Всё зависит от порядка слов

№ 2010 / 11, 23.02.2015

Как рождаются стихи? Ответ на этот вопрос я нашла в одном из эссе Сергея Гандлевского: «Бывает, какой-нибудь словесный оборот цепляет слух, кажется интонационно обаятельным и многообещающим.

Как рождаются стихи? Ответ на этот вопрос я нашла в одном из эссе Сергея Гандлевского: «Бывает, какой-нибудь словесный оборот цепляет слух, кажется интонационно обаятельным и многообещающим. Повертев его мысленно так и эдак, ты откладываешь свою находку до лучших времён: пока тебе нечего с ней делать. Но считанные секунды первого приближения к будущему стихотворению озарены, как фотовспышкой, повышенной восприимчивостью, все сопутствующие этому мгновению впечатления и бытовые подробности – ожидание трамвая, мелкий дождь, лица в очереди – западают в память навсегда. Отныне у тебя в сознании сидит заноза, фраза-камертон, к которой будут – неделю, месяц или год – прибиваться родственные ей по тональности обрывки речи…»







Сергей ГАНДЛЕВСКИЙ
Сергей ГАНДЛЕВСКИЙ

– Сергей Маркович, есть ли у вас любимые авторы? Какие-то предпочтения в литературе?


– Я всю жизнь по своей неосведомлённости не попадал в ногу с модой (когда модной по-настоящему была, скажем, стадионная поэзия). Я был довольно невежественным мальчиком, и я утолял свою страсть к стихам – Пушкиным. В общем, так на всю жизнь и повелось. Я действительно всегда немножечко не в курсе дела. Я даже «Мастера и Маргариту» прочёл с опозданием лет на десять, когда этот бум уже прошёл.


Пушкин и остался моим любимым писателем. Лет в четырнадцать я прочёл Достоевского. Это было очень травматическое чтение. Лет до двадцати я не понимал, зачем нужны другие писатели, если есть Достоевский. Я многое из него переписывал от руки, знал куски на память. За что, кстати, получил «двойку» на экзамене на филфаке. Я вытащил билет, где был Достоевский. Не знаю, как сейчас, а тогда на филфаке проверяли, прочёл человек или нет – и экзаменатор меня спросил: «Чем кончаются «Бесы»?». Я ему сказал на память. «Чем кончается «Идиот»?». Я ему снова процитировал. То же и с «Братьями Карамазовыми». И профессор мне на это сказал: «Два! Идите, и больше не форсите своей памятью! Достоевского надо читать». Я плохо учился на филфаке, но здесь-то я думал – пятёрка мне, наконец, гарантирована…

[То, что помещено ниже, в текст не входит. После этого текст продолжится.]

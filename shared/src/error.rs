//! Protocol error taxonomy
//!
//! An incomplete frame is never an error: decoders report it as `Ok(None)` or
//! [`FrameStatus::Incomplete`](crate::frame::FrameStatus::Incomplete) and the
//! caller waits for more bytes. Everything in [`ProtocolError`] is fatal for the
//! connection it was read from.

use crate::frame::MessageType;
use thiserror::Error;

#[derive(Debug, Error)]
pub enum ProtocolError {
    /// A fixed-size message declared a different payload length.
    #[error("{kind} message with size {size} != {expected}")]
    WrongSize {
        kind: MessageType,
        size: usize,
        expected: usize,
    },

    /// The structure of a message needs more bytes than its header declared.
    #[error("ran out of bytes reading {0} message")]
    RanOutOfBytes(MessageType),

    /// Bytes left over after the declared content was read.
    #[error("trailing data in {kind} message ({remaining} bytes)")]
    TrailingData { kind: MessageType, remaining: usize },

    /// The peer sent a frame with a tag this side never accepts.
    #[error("unexpected message type 0x{0:02x}")]
    UnexpectedType(u8),

    /// Fixed-width player record could not be written or read.
    #[error("player record encoding failed: {0}")]
    Record(#[from] bincode::Error),
}

impl ProtocolError {
    /// True for mismatches between declared and actual message structure.
    pub fn is_desync(&self) -> bool {
        matches!(
            self,
            ProtocolError::WrongSize { .. }
                | ProtocolError::RanOutOfBytes(_)
                | ProtocolError::TrailingData { .. }
        )
    }
}
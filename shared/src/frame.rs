//! Length-prefixed message framing shared by every message kind
//!
//! Wire layout of a frame:
//!
//! ```text
//! [type:1][length_lo:1][length_mid:1][length_hi:1][payload:length]
//! ```
//!
//! The length is a 24-bit little-endian count of payload bytes. A frame is
//! complete only once all `HEADER_LEN + length` bytes are buffered.

use crate::error::ProtocolError;
use std::fmt;

/// Size of the type tag plus the 24-bit length
pub const HEADER_LEN: usize = 4;

/// Largest payload the 24-bit length field can describe
pub const MAX_PAYLOAD_LEN: usize = (1 << 24) - 1;

/// Message kinds and their one-byte wire tags
#[derive(Debug, Clone, Copy, PartialEq, Eq, Hash)]
pub enum MessageType {
    /// Client to server button snapshot
    Controls,
    /// Server to client roster snapshot
    State,
}

impl MessageType {
    pub const fn tag(self) -> u8 {
        match self {
            MessageType::Controls => 0x01,
            MessageType::State => b's',
        }
    }

    pub fn from_tag(tag: u8) -> Option<Self> {
        match tag {
            0x01 => Some(MessageType::Controls),
            b's' => Some(MessageType::State),
            _ => None,
        }
    }

    /// Payload length hard-wired into the protocol, if any
    pub const fn fixed_len(self) -> Option<usize> {
        match self {
            MessageType::Controls => Some(5),
            MessageType::State => None,
        }
    }
}

impl fmt::Display for MessageType {
    fn fmt(&self, f: &mut fmt::Formatter<'_>) -> fmt::Result {
        match self {
            MessageType::Controls => write!(f, "C2S_Controls"),
            MessageType::State => write!(f, "S2C_State"),
        }
    }
}

/// A complete frame borrowed from the front of a receive buffer
#[derive(Debug, Clone, Copy, PartialEq, Eq)]
pub struct Frame<'a> {
    pub kind: MessageType,
    pub payload: &'a [u8],
}

impl Frame<'_> {
    /// Bytes to evict from the buffer once this frame is handled
    pub fn consumed(&self) -> usize {
        HEADER_LEN + self.payload.len()
    }
}

/// Non-fatal outcomes of looking at the front of a buffer
#[derive(Debug, Clone, Copy, PartialEq, Eq)]
pub enum FrameStatus<'a> {
    /// Not enough bytes yet; wait for the next poll
    Incomplete,
    /// The leading tag belongs to some other message kind
    OtherType(u8),
    Complete(Frame<'a>),
}

/// Position of a placeholder header written by [`begin_frame`]
#[derive(Debug, Clone, Copy, PartialEq, Eq)]
pub struct FrameMark {
    payload_start: usize,
}

fn write_header(out: &mut Vec<u8>, kind: MessageType, len: usize) {
    debug_assert!(len <= MAX_PAYLOAD_LEN, "payload of {} bytes", len);
    out.push(kind.tag());
    out.push(len as u8);
    out.push((len >> 8) as u8);
    out.push((len >> 16) as u8);
}

/// Appends a complete frame around `payload`.
pub fn encode_frame(out: &mut Vec<u8>, kind: MessageType, payload: &[u8]) {
    out.reserve(HEADER_LEN + payload.len());
    write_header(out, kind, payload.len());
    out.extend_from_slice(payload);
}

/// Writes a header with a zero length; the payload is appended directly to
/// `out` afterwards and [`finish_frame`] patches the real length in.
pub fn begin_frame(out: &mut Vec<u8>, kind: MessageType) -> FrameMark {
    write_header(out, kind, 0);
    FrameMark {
        payload_start: out.len(),
    }
}

/// Backpatches the length of a frame opened with [`begin_frame`].
pub fn finish_frame(out: &mut [u8], mark: FrameMark) {
    let len = out.len() - mark.payload_start;
    debug_assert!(len <= MAX_PAYLOAD_LEN, "payload of {} bytes", len);
    let start = mark.payload_start;
    out[start - 3] = len as u8;
    out[start - 2] = (len >> 8) as u8;
    out[start - 1] = (len >> 16) as u8;
}

/// Reads the declared payload length from a buffered header.
pub fn declared_len(header: &[u8]) -> Option<usize> {
    if header.len() < HEADER_LEN {
        return None;
    }
    Some(usize::from(header[1]) | usize::from(header[2]) << 8 | usize::from(header[3]) << 16)
}

/// Inspects the front of `buffer` for a frame of kind `expected`.
///
/// A fixed-size kind with the wrong declared length is rejected as soon as the
/// header is visible, without waiting for the payload: the stream cannot be
/// trusted past that point.
pub fn try_decode(buffer: &[u8], expected: MessageType) -> Result<FrameStatus<'_>, ProtocolError> {
    let Some(size) = declared_len(buffer) else {
        return Ok(FrameStatus::Incomplete);
    };
    if buffer[0] != expected.tag() {
        return Ok(FrameStatus::OtherType(buffer[0]));
    }
    if let Some(fixed) = expected.fixed_len() {
        if size != fixed {
            return Err(ProtocolError::WrongSize {
                kind: expected,
                size,
                expected: fixed,
            });
        }
    }
    if buffer.len() < HEADER_LEN + size {
        return Ok(FrameStatus::Incomplete);
    }

    Ok(FrameStatus::Complete(Frame {
        kind: expected,
        payload: &buffer[HEADER_LEN..HEADER_LEN + size],
    }))
}

#[cfg(test)]
mod tests {
    use super::*;

    #[test]
    fn test_header_is_little_endian() {
        let payload = vec![0xaa; 0x010203];
        let mut out = Vec::new();
        encode_frame(&mut out, MessageType::State, &payload);

        assert_eq!(&out[..4], &[b's', 0x03, 0x02, 0x01]);
        assert_eq!(out.len(), 4 + 0x010203);
    }

    #[test]
    fn test_tags_round_trip() {
        for kind in [MessageType::Controls, MessageType::State] {
            assert_eq!(MessageType::from_tag(kind.tag()), Some(kind));
        }
        assert_eq!(MessageType::from_tag(0x00), None);
    }

    #[test]
    fn test_short_buffer_is_incomplete() {
        assert_eq!(
            try_decode(&[], MessageType::State).unwrap(),
            FrameStatus::Incomplete
        );
        assert_eq!(
            try_decode(&[b's', 2, 0], MessageType::State).unwrap(),
            FrameStatus::Incomplete
        );
    }

    #[test]
    fn test_missing_payload_is_incomplete() {
        let buffer = [b's', 3, 0, 0, 1, 2];
        assert_eq!(
            try_decode(&buffer, MessageType::State).unwrap(),
            FrameStatus::Incomplete
        );
    }

    #[test]
    fn test_other_type_is_reported() {
        let buffer = [0x01, 5, 0, 0, 0, 0, 0, 0, 0];
        assert_eq!(
            try_decode(&buffer, MessageType::State).unwrap(),
            FrameStatus::OtherType(0x01)
        );
    }

    #[test]
    fn test_fixed_size_mismatch_is_fatal_before_payload_arrives() {
        let result = try_decode(&[0x01, 4, 0, 0], MessageType::Controls);
        assert!(matches!(
            result,
            Err(ProtocolError::WrongSize {
                size: 4,
                expected: 5,
                ..
            })
        ));
    }

    #[test]
    fn test_complete_frame_reports_consumed_bytes() {
        let mut buffer = Vec::new();
        encode_frame(&mut buffer, MessageType::State, &[9, 8, 7]);
        buffer.extend_from_slice(&[b's', 0]);

        match try_decode(&buffer, MessageType::State).unwrap() {
            FrameStatus::Complete(frame) => {
                assert_eq!(frame.kind, MessageType::State);
                assert_eq!(frame.payload, &[9, 8, 7]);
                assert_eq!(frame.consumed(), 7);
            }
            other => panic!("expected a complete frame, got {:?}", other),
        }
    }

    #[test]
    fn test_backpatched_frame_matches_direct_encoding() {
        let mut patched = vec![0xee];
        let mark = begin_frame(&mut patched, MessageType::State);
        patched.extend_from_slice(&[1, 2, 3, 4, 5, 6]);
        finish_frame(&mut patched, mark);

        let mut direct = vec![0xee];
        encode_frame(&mut direct, MessageType::State, &[1, 2, 3, 4, 5, 6]);

        assert_eq!(patched, direct);
    }

    #[test]
    fn test_byte_by_byte_feed_matches_whole_buffer() {
        let mut wire = Vec::new();
        encode_frame(&mut wire, MessageType::State, b"grid");

        let whole = match try_decode(&wire, MessageType::State).unwrap() {
            FrameStatus::Complete(frame) => frame,
            other => panic!("unexpected {:?}", other),
        };

        let mut fed = Vec::new();
        for (i, byte) in wire.iter().enumerate() {
            fed.push(*byte);
            let status = try_decode(&fed, MessageType::State).unwrap();
            if i + 1 < wire.len() {
                assert_eq!(status, FrameStatus::Incomplete, "after {} bytes", i + 1);
            } else {
                assert_eq!(status, FrameStatus::Complete(whole));
            }
        }
    }
}
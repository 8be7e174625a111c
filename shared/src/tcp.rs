//! TCP transport built on tokio
//!
//! Socket reads and writes run in per-connection tasks; everything they see is
//! forwarded over an unbounded channel and surfaced to the single polling loop,
//! so connection buffers are only ever touched from [`Transport::poll`].

use crate::connection::{Connection, ConnectionId};
use crate::transport::{Event, Transport};
use log::{debug, error, info, warn};
use std::collections::BTreeMap;
use std::io;
use std::net::SocketAddr;
use std::time::Duration;
use tokio::io::{AsyncReadExt, AsyncWriteExt};
use tokio::net::tcp::{OwnedReadHalf, OwnedWriteHalf};
use tokio::net::{TcpListener, TcpStream, ToSocketAddrs};
use tokio::sync::{mpsc, oneshot};
use tokio::task::JoinHandle;
use tokio::time::timeout;

const READ_CHUNK: usize = 4096;

/// Messages from socket tasks to the polling loop
#[derive(Debug)]
enum NetEvent {
    Opened {
        id: ConnectionId,
        peer: SocketAddr,
        writer: mpsc::UnboundedSender<Vec<u8>>,
        stop: oneshot::Sender<()>,
    },
    Data {
        id: ConnectionId,
        bytes: Vec<u8>,
    },
    Closed {
        id: ConnectionId,
    },
}

struct Link {
    connection: Connection,
    writer: mpsc::UnboundedSender<Vec<u8>>,
    /// Dropping this stops the reader task
    _stop: oneshot::Sender<()>,
}

pub struct TcpTransport {
    /// Held so the channel stays open while no socket task is alive
    _events_tx: mpsc::UnboundedSender<NetEvent>,
    events_rx: mpsc::UnboundedReceiver<NetEvent>,
    links: BTreeMap<ConnectionId, Link>,
    local_addr: SocketAddr,
    acceptor: Option<JoinHandle<()>>,
}

impl TcpTransport {
    /// Binds a listener; every accepted socket becomes a connection.
    pub async fn listen<A: ToSocketAddrs>(addr: A) -> io::Result<Self> {
        let listener = TcpListener::bind(addr).await?;
        let local_addr = listener.local_addr()?;
        info!("Listening on {}", local_addr);

        let (events_tx, events_rx) = mpsc::unbounded_channel();
        let acceptor = tokio::spawn(accept_loop(listener, events_tx.clone()));

        Ok(Self {
            _events_tx: events_tx,
            events_rx,
            links: BTreeMap::new(),
            local_addr,
            acceptor: Some(acceptor),
        })
    }

    /// Connects to a server; the socket is reported as connection 0.
    pub async fn connect<A: ToSocketAddrs>(addr: A) -> io::Result<Self> {
        let stream = TcpStream::connect(addr).await?;
        let local_addr = stream.local_addr()?;
        let (events_tx, events_rx) = mpsc::unbounded_channel();
        spawn_link(0, stream, &events_tx)?;

        Ok(Self {
            _events_tx: events_tx,
            events_rx,
            links: BTreeMap::new(),
            local_addr,
            acceptor: None,
        })
    }

    pub fn local_addr(&self) -> SocketAddr {
        self.local_addr
    }

    fn flush(&mut self) {
        for (id, link) in &mut self.links {
            let bytes = link.connection.take_outgoing();
            if !bytes.is_empty() && link.writer.send(bytes).is_err() {
                debug!("writer for connection {} already stopped", id);
            }
        }
    }

    fn reap(&mut self, id: ConnectionId) {
        if self
            .links
            .get(&id)
            .is_some_and(|link| !link.connection.is_open())
        {
            info!("Closing connection {}", id);
            self.links.remove(&id);
        }
    }

    fn dispatch<F>(&mut self, event: NetEvent, on_event: &mut F)
    where
        F: FnMut(&mut Connection, Event),
    {
        match event {
            NetEvent::Opened {
                id,
                peer,
                writer,
                stop,
            } => {
                info!("Connection {} opened from {}", id, peer);
                let link = self.links.entry(id).or_insert(Link {
                    connection: Connection::new(id),
                    writer,
                    _stop: stop,
                });
                on_event(&mut link.connection, Event::Opened);
                self.reap(id);
            }
            NetEvent::Data { id, bytes } => {
                if let Some(link) = self.links.get_mut(&id) {
                    link.connection.receive(&bytes);
                    on_event(&mut link.connection, Event::DataReady);
                    self.reap(id);
                }
            }
            NetEvent::Closed { id } => {
                if let Some(mut link) = self.links.remove(&id) {
                    info!("Connection {} closed by peer", id);
                    link.connection.close();
                    on_event(&mut link.connection, Event::Closed);
                }
            }
        }
    }
}

impl Drop for TcpTransport {
    fn drop(&mut self) {
        if let Some(acceptor) = self.acceptor.take() {
            acceptor.abort();
        }
    }
}

impl Transport for TcpTransport {
    async fn poll<F>(&mut self, max_wait: Duration, mut on_event: F) -> io::Result<()>
    where
        F: FnMut(&mut Connection, Event),
    {
        self.flush();

        // An idle poll waits out `max_wait`: the channel never reports closed.
        let first = timeout(max_wait, self.events_rx.recv()).await.ok().flatten();
        if let Some(event) = first {
            self.dispatch(event, &mut on_event);
            while let Ok(event) = self.events_rx.try_recv() {
                self.dispatch(event, &mut on_event);
            }
        }

        self.flush();
        Ok(())
    }

    fn connection_mut(&mut self, id: ConnectionId) -> Option<&mut Connection> {
        self.links.get_mut(&id).map(|link| &mut link.connection)
    }

    fn connection_ids(&self) -> Vec<ConnectionId> {
        self.links.keys().copied().collect()
    }
}

async fn accept_loop(listener: TcpListener, events: mpsc::UnboundedSender<NetEvent>) {
    let mut next_id: ConnectionId = 0;
    loop {
        match listener.accept().await {
            Ok((stream, _)) => {
                if let Err(e) = spawn_link(next_id, stream, &events) {
                    warn!("Failed to set up connection {}: {}", next_id, e);
                }
                next_id = next_id.wrapping_add(1);
            }
            Err(e) => {
                error!("Error accepting connection: {}", e);
                tokio::time::sleep(Duration::from_millis(10)).await;
            }
        }
        if events.is_closed() {
            break;
        }
    }
}

/// Announces a new connection, then starts its reader and writer tasks.
fn spawn_link(
    id: ConnectionId,
    stream: TcpStream,
    events: &mpsc::UnboundedSender<NetEvent>,
) -> io::Result<()> {
    stream.set_nodelay(true)?;
    let peer = stream.peer_addr()?;
    let (read_half, write_half) = stream.into_split();
    let (writer, outgoing) = mpsc::unbounded_channel();
    let (stop, stopped) = oneshot::channel();

    // Opened goes out before the reader exists so it always precedes Data.
    if events
        .send(NetEvent::Opened {
            id,
            peer,
            writer,
            stop,
        })
        .is_err()
    {
        return Ok(());
    }

    tokio::spawn(write_loop(id, write_half, outgoing));
    tokio::spawn(read_loop(id, read_half, events.clone(), stopped));
    Ok(())
}

async fn read_loop(
    id: ConnectionId,
    mut reader: OwnedReadHalf,
    events: mpsc::UnboundedSender<NetEvent>,
    mut stopped: oneshot::Receiver<()>,
) {
    let mut buffer = [0u8; READ_CHUNK];
    loop {
        tokio::select! {
            _ = &mut stopped => return,
            result = reader.read(&mut buffer) => match result {
                Ok(0) => break,
                Ok(len) => {
                    let bytes = buffer[..len].to_vec();
                    if events.send(NetEvent::Data { id, bytes }).is_err() {
                        return;
                    }
                }
                Err(e) => {
                    warn!("Read error on connection {}: {}", id, e);
                    break;
                }
            },
        }
    }
    let _ = events.send(NetEvent::Closed { id });
}

async fn write_loop(
    id: ConnectionId,
    mut writer: OwnedWriteHalf,
    mut outgoing: mpsc::UnboundedReceiver<Vec<u8>>,
) {
    while let Some(bytes) = outgoing.recv().await {
        if let Err(e) = writer.write_all(&bytes).await {
            warn!("Write error on connection {}: {}", id, e);
            return;
        }
    }
    let _ = writer.shutdown().await;
}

Недели две назад я как раз закончил перечитывать «Братьев Карамазовых». И мои опасения подтвердились. Я бы сформулировал их следующим образом: он, конечно, великий писатель, но – именно для юношеского возраста, потому что юношество пребывает, по словам Герцена, в «алгебре идей». Вот в эту «алгебру идей» Достоевский посвящает юношество как никто. Но зрелость уже больше интересуется не «алгеброй идей», а «арифметикой жизни», и здесь, на мой вкус, он проигрывает Толстому и Чехову. Но это вовсе не значит, что я был неправ тогда, боготворя Достоевского, а прав сейчас, предпочитая ему других авторов? Нет, разумеется. Я тогда был прав для своих лет, а сейчас я прав для своих лет.


– Вы посвящаете своё эссе «Метафизика поэтической кухни» Петру Вайлю? Вы были знакомы с ним? Расскажите, пожалуйста, об этом.


– Мы с ним познакомились, наверное, пятнадцать лет назад в Америке. Шапочно. Он пришёл на одно моё выступление. Но я очень торопился, потому что на тот же вечер у меня был билет в Москву. А потом спустя какое-то время – это была ещё докомпьютерная эпоха – я получил от него по почте большое приветливое письмо, ответил на него, и так мы стали с ним близкими друзьями. Он человек замечательный, недюжинный. Я ему многим обязан. Начиная с того, что он просто мне многое показал. Он был прекрасный краевед и открыл мне разные места, которые бы я без него не увидел. Лет десять назад мы с ним побывали в Италии, где он со временем даже купил квартиру, которой он – так распорядилась жизнь – не успел попользоваться.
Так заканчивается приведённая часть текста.